I only learned about CHARINDEX() when looking up PATINDEX() which you turned me on to... if there is anyone you should be thanking, sir, it is yourself :)
Also, I know you are using 2000, but according to SQL Server 2005 Books Online (http://msdn2.microsoft.com/en-us/library/ms186323.aspx): "CHARINDEX cannot be used with text, ntext, and image data types."
Good to know. I am gonna start some upgrading discussions at this week's staff meeting. We have been on 2000 for a long long time. It looks like the newer DBs are just faster and more powerful. It's time to live in the now. And, according to the some comments above, it would seem that TEXT datatypes are going to be kept only for backwards compatibility; they are replaced with VARCHAR(MAX).

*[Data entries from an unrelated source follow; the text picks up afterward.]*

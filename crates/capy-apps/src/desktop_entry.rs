//! Desktop entry parsing.

use std::collections::HashMap;
use std::fs;
use std::path::{Path, PathBuf};

/// A launchable application parsed from a .desktop file.
#[derive(Clone, Debug, PartialEq, Eq)]
pub struct DesktopApp {
    /// Desktop file id, e.g. "firefox.desktop".
    pub id: String,
    pub name: String,
    pub exec: String,
    pub no_display: bool,
    pub hidden: bool,
    pub desktop_file_path: PathBuf,
}

impl DesktopApp {
    /// Whether the entry should show up in a launcher.
    pub fn is_launchable(&self) -> bool {
        !self.no_display && !self.hidden && !self.exec.trim().is_empty()
    }
}

/// Compute the XDG desktop file id of `path` relative to the applications
/// directory `base`: "kde4/konsole.desktop" becomes "kde4-konsole.desktop".
pub fn desktop_file_id(base: &Path, path: &Path) -> Option<String> {
    let relative = path.strip_prefix(base).unwrap_or(path);
    let parts: Vec<String> = relative
        .components()
        .map(|c| c.as_os_str().to_string_lossy().into_owned())
        .collect();

    if parts.is_empty() {
        return None;
    }

    Some(parts.join("-"))
}

/// Parse a .desktop file into a DesktopApp struct.
pub fn parse_desktop_file(base: &Path, path: &Path) -> Option<DesktopApp> {
    let content = fs::read_to_string(path).ok()?;
    let id = desktop_file_id(base, path)?;
    parse_desktop_entry(&id, &content, path)
}

/// Parse the `[Desktop Entry]` group of `content`.
/// Returns None unless the entry is an Application with a Name and Exec.
pub fn parse_desktop_entry(id: &str, content: &str, path: &Path) -> Option<DesktopApp> {
    let mut entries = HashMap::new();
    let mut in_desktop_entry = false;

    for line in content.lines() {
        let line = line.trim();
        if line.is_empty() || line.starts_with('#') {
            continue;
        }

        if line.starts_with('[') && line.ends_with(']') {
            in_desktop_entry = line == "[Desktop Entry]";
            continue;
        }

        if in_desktop_entry {
            if let Some((key, value)) = line.split_once('=') {
                // Localized keys (Name[de]=...) are ignored; the first plain key wins.
                entries
                    .entry(key.trim().to_string())
                    .or_insert_with(|| value.trim().to_string());
            }
        }
    }

    if entries.get("Type").map(|s| s.as_str()) != Some("Application") {
        return None;
    }

    let name = entries.get("Name")?.clone();
    let exec = entries.get("Exec")?.clone();

    Some(DesktopApp {
        id: id.to_string(),
        name,
        exec,
        no_display: entries
            .get("NoDisplay")
            .map(|s| s == "true")
            .unwrap_or(false),
        hidden: entries.get("Hidden").map(|s| s == "true").unwrap_or(false),
        desktop_file_path: path.to_path_buf(),
    })
}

Right, TEXT, NTEXT and IMAGE datatypes are not stored like other datatypes. Basically, the column contains a pointer to where the actual values are stored, which might also have another pointer that chains to another location where more of the value is stored. Since it is variable length and SQL doesn't really know how big the value will/can be (2Gb possible), the value can span lots of physical/logical blocks on the disk (you rarely get up to 2Gb of contiguous space on the drive). Actually, I only reason I was interested in this because I finally found a reason for the brain cells I wasted learning about physical storage 30 years ago ;-)
Anyway, in order to do anything like searches on TEXT et al, you have to do a bunch of other stuff to get pointers and all the data (pita). That's likely a big reason why MS has the other search indexing capabilities. I pretty sure I have Verity set up to do my searches on those datatypes, though.
Fwiw, you might notice in SQL Analyzer that a TEXT datatype shows it's value something like:
This column has data in...
It shows a little bit of the value followed by the ellipses.
@Ben - I don't know how important this is to your company, but one thing you may want to bring up in your upgrade discussions is that mainstream support for SQL Server 2000 ends on 4/8/2008.